Have to say we’ve had a few connections that were positive. One layover that stands out was at DTW. We were Athens-bound. It was not a delay, but a request from airlines to change our seats. It ended up a passenger needed my Comfort Plus seat due to being wheelchair bound. We were moved to first class. Very grateful.
You're likely asking nonstop vs direct...
Direct is an airline term that means stopping during your trip for perhaps hours at an airport you're just passing through -- but flying a (relatively) direct route to your destination. Layover generally means flying from your embarcation point to an intermediate destination, leaving the in-between airport for a lengthy number of hours or overnight, and then continuning on to your final destination.
Nonstop is generally preferred by passengers -- and airline ticket prices reflect that. I prefer nonstop -- boarding the plane at my embarcation point and arriving at my destination without landing at an additional airport. Doing so gets you to your destination sooner than a direct flight. For every stopover you avoid, you eliminate the chance for a delayed flight. If you're checking bags, the airline(s) also have fewer opportunities to lose those bags.
A good friend of mine looks at long stops during direct flights or even layovers as a bonus, giving him the opportunity to go into the airport's city for a quick visit.
As planes increase fuel efficiency and have gained the ability to fly for sixteen or more hours, I'm growing more and more open to layovers... I know someone who flew from Indonesia to California... Nine hours from Indonesia to Dubai... A five hour layover in Dubai. And then sixteen hours in the air to California. If it was me and I had the time, I would have opted for a layover in Dubai to get a relatively quick taste for what that city/region is like.

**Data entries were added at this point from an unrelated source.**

//! In-process identity provider.

use std::collections::HashMap;
use std::sync::{Arc, Mutex, MutexGuard, PoisonError};

use async_trait::async_trait;

use gtm_shop_core::{Email, UserId};

use super::{AuthError, IdentityProvider, SignUpOutcome};
use crate::models::AuthUser;

#[derive(Debug)]
struct Account {
    user: AuthUser,
    password: String,
    confirmed: bool,
}

#[derive(Debug, Default)]
struct MemoryIdentityInner {
    accounts: Mutex<HashMap<String, Account>>,
    current: Mutex<Option<AuthUser>>,
    require_confirmation: Mutex<bool>,
}

/// Identity provider keeping accounts in memory.
///
/// Cheap to clone; clones share accounts and the current session.
#[derive(Debug, Clone, Default)]
pub struct MemoryIdentity {
    inner: Arc<MemoryIdentityInner>,
}

fn lock<T>(mutex: &Mutex<T>) -> MutexGuard<'_, T> {
    mutex.lock().unwrap_or_else(PoisonError::into_inner)
}

impl MemoryIdentity {
    /// Creates a provider with no accounts.
    #[must_use]
    pub fn new() -> Self {
        Self::default()
    }

    /// Require email confirmation for new sign-ups.
    pub fn require_confirmation(&self, required: bool) {
        *lock(&self.inner.require_confirmation) = required;
    }

    /// Mark an account's email as confirmed.
    pub fn confirm(&self, email: &Email) {
        if let Some(account) = lock(&self.inner.accounts).get_mut(email.as_str()) {
            account.confirmed = true;
        }
    }
}

#[async_trait]
impl IdentityProvider for MemoryIdentity {
    async fn current_user(&self) -> Option<AuthUser> {
        lock(&self.inner.current).clone()
    }

    async fn sign_up(
        &self,
        email: &Email,
        password: &str,
        display_name: &str,
    ) -> Result<SignUpOutcome, AuthError> {
        let mut accounts = lock(&self.inner.accounts);
        if accounts.contains_key(email.as_str()) {
            return Ok(SignUpOutcome::AlreadyRegistered);
        }

        let user = AuthUser {
            id: UserId::random(),
            email: Some(email.clone()),
            display_name: Some(display_name.to_string()),
        };
        let confirmed = !*lock(&self.inner.require_confirmation);
        accounts.insert(
            email.as_str().to_string(),
            Account {
                user: user.clone(),
                password: password.to_string(),
                confirmed,
            },
        );

        if confirmed {
            *lock(&self.inner.current) = Some(user.clone());
            Ok(SignUpOutcome::SignedIn(user))
        } else {
            Ok(SignUpOutcome::ConfirmationRequired(user))
        }
    }

    async fn sign_in(&self, email: &Email, password: &str) -> Result<AuthUser, AuthError> {
        let accounts = lock(&self.inner.accounts);
        let account = accounts
            .get(email.as_str())
            .filter(|a| a.password == password)
            .ok_or(AuthError::InvalidCredentials)?;

        if !account.confirmed {
            return Err(AuthError::EmailNotConfirmed);
        }

        *lock(&self.inner.current) = Some(account.user.clone());
        Ok(account.user.clone())
    }

    async fn sign_out(&self) -> Result<(), AuthError> {
        *lock(&self.inner.current) = None;
        Ok(())
    }
}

Optimal time for a stop on a direct flight? As some have pointed out here, each airport has its own needs/requirements/challenges. Typically airlines won't let you book a connecting international flight unless you have at least two hours -- to collect your bags (if necessary) and proceed through customs. With E-Passport available at some major international hubs, and with Global Entry for getting back into the U.S. (and by carrying rather than checking luggage), I'm growing pleasantly surprised at the efficiencies at customs gates, which may someday make international flight changes fast enough for passengers that nonstops become much less appealing because of their higher ticket prices.